T Cells of Infants Are Mature, but Hyporeactive Due to Limited Ca(2+) Influx

CD4 T cells in human infants and adults differ in the initiation and strength of their responses. The molecular basis for these differences is not yet understood. To address this the principle key molecular events of TCR- and CD28-induced signaling in naive CD4 T cells, such as Ca(2+) influx, NFAT expression, phosphorylation and translocation into the nucleus, ERK activation and IL-2 response, were analyzed over at least the first 3 years of life. We report dramatically reduced IL-2 and TNFα responses in naive CD31(+) T cells during infancy.

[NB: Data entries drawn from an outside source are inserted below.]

use parse_display::Display;

use super::registers::Ccr;

/// A branch/set condition, evaluated against the condition-code register
///
/// The display form is the mnemonic suffix (`beq` carries
/// [`Condition::Equal`], displayed as `eq`).
#[derive(Debug, Clone, Copy, PartialEq, Eq, Display)]
pub enum Condition {
    #[display("t")]
    True,

    #[display("f")]
    False,

    /// `hi` — unsigned higher: !C && !Z
    #[display("hi")]
    Higher,

    /// `ls` — unsigned lower or same: C || Z
    #[display("ls")]
    LowerOrSame,

    /// `cc` — carry clear (alias `hs`)
    #[display("cc")]
    CarryClear,

    /// `cs` — carry set (alias `lo`)
    #[display("cs")]
    CarrySet,

    #[display("ne")]
    NotEqual,

    #[display("eq")]
    Equal,

    #[display("vc")]
    OverflowClear,

    #[display("vs")]
    OverflowSet,

    #[display("pl")]
    Plus,

    #[display("mi")]
    Minus,

    /// `ge` — signed greater or equal: N == V
    #[display("ge")]
    GreaterOrEqual,

    /// `lt` — signed less than: N != V
    #[display("lt")]
    LessThan,

    /// `gt` — signed greater than: !Z && N == V
    #[display("gt")]
    GreaterThan,

    /// `le` — signed less or equal: Z || N != V
    #[display("le")]
    LessOrEqual,
}

impl Condition {
    /// Resolve a mnemonic suffix (`eq`, `hs`, …) to a condition
    #[must_use]
    pub fn from_suffix(suffix: &str) -> Option<Self> {
        use Condition as C;

        match suffix {
            "t" => Some(C::True),
            "f" => Some(C::False),
            "hi" => Some(C::Higher),
            "ls" => Some(C::LowerOrSame),
            "cc" | "hs" => Some(C::CarryClear),
            "cs" | "lo" => Some(C::CarrySet),
            "ne" => Some(C::NotEqual),
            "eq" => Some(C::Equal),
            "vc" => Some(C::OverflowClear),
            "vs" => Some(C::OverflowSet),
            "pl" => Some(C::Plus),
            "mi" => Some(C::Minus),
            "ge" => Some(C::GreaterOrEqual),
            "lt" => Some(C::LessThan),
            "gt" => Some(C::GreaterThan),
            "le" => Some(C::LessOrEqual),
            _ => None,
        }
    }

    /// Evaluate the condition against a flag state
    ///
    /// Pure function of the architecture's condition truth table.
    #[must_use]
    pub fn evaluate(self, ccr: Ccr) -> bool {
        use Condition as C;

        let c = ccr.contains(Ccr::CARRY);
        let v = ccr.contains(Ccr::OVERFLOW);
        let z = ccr.contains(Ccr::ZERO);
        let n = ccr.contains(Ccr::NEGATIVE);

        match self {
            C::True => true,
            C::False => false,
            C::Higher => !c && !z,
            C::LowerOrSame => c || z,
            C::CarryClear => !c,
            C::CarrySet => c,
            C::NotEqual => !z,
            C::Equal => z,
            C::OverflowClear => !v,
            C::OverflowSet => v,
            C::Plus => !n,
            C::Minus => n,
            C::GreaterOrEqual => n == v,
            C::LessThan => n != v,
            C::GreaterThan => !z && (n == v),
            C::LessOrEqual => z || (n != v),
        }
    }
}

#[cfg(test)]
mod tests {
    use pretty_assertions::assert_eq;

    use super::*;

    #[test]
    fn suffix_roundtrip_test() {
        for suffix in [
            "t", "f", "hi", "ls", "cc", "cs", "ne", "eq", "vc", "vs", "pl", "mi", "ge", "lt",
            "gt", "le",
        ] {
            let condition = Condition::from_suffix(suffix).unwrap();
            assert_eq!(condition.to_string(), suffix);
        }

        // Aliases resolve but display under their canonical name
        assert_eq!(Condition::from_suffix("hs"), Some(Condition::CarryClear));
        assert_eq!(Condition::from_suffix("lo"), Some(Condition::CarrySet));
        assert_eq!(Condition::from_suffix("xx"), None);
    }

    #[test]
    fn signed_conditions_test() {
        // N != V means strictly less
        let lt = Ccr::NEGATIVE;
        assert!(Condition::LessThan.evaluate(lt));
        assert!(!Condition::GreaterOrEqual.evaluate(lt));
        assert!(Condition::LessOrEqual.evaluate(lt));
        assert!(!Condition::GreaterThan.evaluate(lt));

        // N == V and Z clear means strictly greater
        let gt = Ccr::NEGATIVE | Ccr::OVERFLOW;
        assert!(Condition::GreaterThan.evaluate(gt));
        assert!(!Condition::LessThan.evaluate(gt));

        // Z set: equal, not strictly greater, not strictly less
        let eq = Ccr::ZERO;
        assert!(Condition::Equal.evaluate(eq));
        assert!(Condition::GreaterOrEqual.evaluate(eq));
        assert!(Condition::LessOrEqual.evaluate(eq));
        assert!(!Condition::GreaterThan.evaluate(eq));
        assert!(!Condition::LessThan.evaluate(eq));
    }

    #[test]
    fn unsigned_conditions_test() {
        let carry = Ccr::CARRY;
        assert!(Condition::CarrySet.evaluate(carry));
        assert!(Condition::LowerOrSame.evaluate(carry));
        assert!(!Condition::Higher.evaluate(carry));

        let clear = Ccr::empty();
        assert!(Condition::CarryClear.evaluate(clear));
        assert!(Condition::Higher.evaluate(clear));
        assert!(Condition::True.evaluate(clear));
        assert!(!Condition::False.evaluate(clear));
    }
}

Looking at the obligatory Ca(2+) influx required to induce T cell activation and proliferation, we demonstrate characteristic patterns of impairment for each stage of infancy that are partly due to the differential usage of Ca(2+) stores. Consistent with those findings, translocation of NFATc2 is limited, but still dependent on Ca(2+) influx as demonstrated by sensitivity to cyclosporin A (CsA) treatment. Thus weak Ca(2+) influx functions as a catalyst for the implementation of restricted IL-2 response in T cells during infancy. Our studies also define limited mobilization of Ca(2+) ions as a characteristic property of T cells during infancy. This work adds to our understanding of infants’ poor T cell responsiveness against pathogens.